With the line that contains "#[derive(Debug, Deserialize)]" as the final line, return every line from the start of the data below exactly.

Records drawn from a dataset:

+ + + +

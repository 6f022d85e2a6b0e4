//! Network specification parsing and validation.
//!
//! The specification file is a JSON document naming the solution directory
//! and the containers to create. Container order in the file is significant:
//! it drives both IP host-offset order and port-range order.

use std::fs;
use std::path::{Path, PathBuf};

use serde::Deserialize;

use crate::ordered_map::OrderedMap;

/// Specification for a single container
#[derive(Debug, Clone, Deserialize)]
pub struct ContainerSpec {
    /// Docker image reference to create the container from
    pub image: String,
    /// Number of TCP ports (and, in parallel, UDP ports) reserved for this
    /// container (default: 1)
    #[serde(default = "default_number_of_ports")]
    pub number_of_ports: u16,
}

fn default_number_of_ports() -> u16 {
    1
}

/// Top-level network specification that mirrors the JSON specification file
#[derive(Debug, Deserialize)]
pub struct NetworkSpec {
    /// Directory whose contents are copied into every container's working
    /// directory before the container is created
    pub solution_directory: PathBuf,
    /// Containers to create, in declaration order
    pub containers: OrderedMap<ContainerSpec>,
}

/// Semantic errors in an otherwise well-formed specification
#[derive(Debug, thiserror::Error)]
pub enum ValidationError {
    #[error("container '{container}': number_of_ports must be 1 or more (got {count})")]
    NonPositivePortCount { container: String, count: u16 },

    #[error("container names must not be empty")]
    EmptyContainerName,

    #[error("the specification defines no containers")]
    NoContainers,
}

/// Errors while loading a specification file
#[derive(Debug, thiserror::Error)]
pub enum SpecError {
    #[error("failed to read specification file '{path}'")]
    Read {
        path: String,
        source: std::io::Error,
    },

    #[error("failed to parse specification file '{path}': {source}")]
    Parse {
        path: String,
        source: serde_json::Error,
    },

    #[error(transparent)]
    Validation(#[from] ValidationError),
}

impl NetworkSpec {
    /// Check the semantic invariants the parser cannot express: at least one
    /// container, non-empty names, and a positive port count everywhere.
    pub fn validate(&self) -> Result<(), ValidationError> {
        if self.containers.is_empty() {
            return Err(ValidationError::NoContainers);
        }
        for (name, container) in self.containers.iter() {
            if name.is_empty() {
                return Err(ValidationError::EmptyContainerName);
            }
            if container.number_of_ports == 0 {
                return Err(ValidationError::NonPositivePortCount {
                    container: name.to_string(),
                    count: container.number_of_ports,
                });
            }
        }
        Ok(())
    }
}

/// Load and validate a network specification from a JSON file.
///
/// Duplicate container names are rejected during parsing; semantic checks
/// run before the caller touches any runtime resource.
pub fn load_spec(path: &Path) -> Result<NetworkSpec, SpecError> {
    let contents = fs::read_to_string(path).map_err(|source| SpecError::Read {
        path: path.display().to_string(),
        source,
    })?;
    let spec: NetworkSpec =
        serde_json::from_str(&contents).map_err(|source| SpecError::Parse {
            path: path.display().to_string(),
            source,
        })?;
    spec.validate()?;
    Ok(spec)
}
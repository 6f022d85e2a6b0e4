//! Working-directory lifecycle and solution-tree copy.
//!
//! Each run owns a working directory holding one subdirectory per container.
//! The directory is removed and recreated fresh every run; the caller is
//! responsible for confirming the removal with the user first.

use std::fs;
use std::io;
use std::path::Path;

use log::debug;
use walkdir::WalkDir;

/// Remove any previous working directory and create a fresh, empty one.
pub fn reset_working_directory(path: &Path) -> io::Result<()> {
    if path.is_dir() {
        fs::remove_dir_all(path)?;
    }
    fs::create_dir_all(path)
}

/// Recursively copy the solution tree at `source` into `destination`,
/// preserving the directory structure. `destination` is created if needed.
pub fn copy_tree(source: &Path, destination: &Path) -> io::Result<()> {
    for entry in WalkDir::new(source) {
        let entry = entry.map_err(io::Error::other)?;
        let relative = entry
            .path()
            .strip_prefix(source)
            .map_err(io::Error::other)?;
        let target = destination.join(relative);
        if entry.file_type().is_dir() {
            fs::create_dir_all(&target)?;
        } else {
            debug!("Copying {} -> {}", entry.path().display(), target.display());
            fs::copy(entry.path(), &target)?;
        }
    }
    Ok(())
}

+ + + +

Your response:
repository 6f022d85e2a6b0e4
//! Network specification parsing and validation.
//!
//! The specification file is a JSON document naming the solution directory
//! and the containers to create. Container order in the file is significant:
//! it drives both IP host-offset order and port-range order.

use std::fs;
use std::path::{Path, PathBuf};

use serde::Deserialize;

use crate::ordered_map::OrderedMap;

/// Specification for a single container
#[derive(Debug, Clone, Deserialize)]
pub struct ContainerSpec {
    /// Docker image reference to create the container from
    pub image: String,
    /// Number of TCP ports (and, in parallel, UDP ports) reserved for this
    /// container (default: 1)
    #[serde(default = "default_number_of_ports")]
    pub number_of_ports: u16,
}

fn default_number_of_ports() -> u16 {
    1
}

/// Top-level network specification that mirrors the JSON specification file
#[derive(Debug, Deserialize)]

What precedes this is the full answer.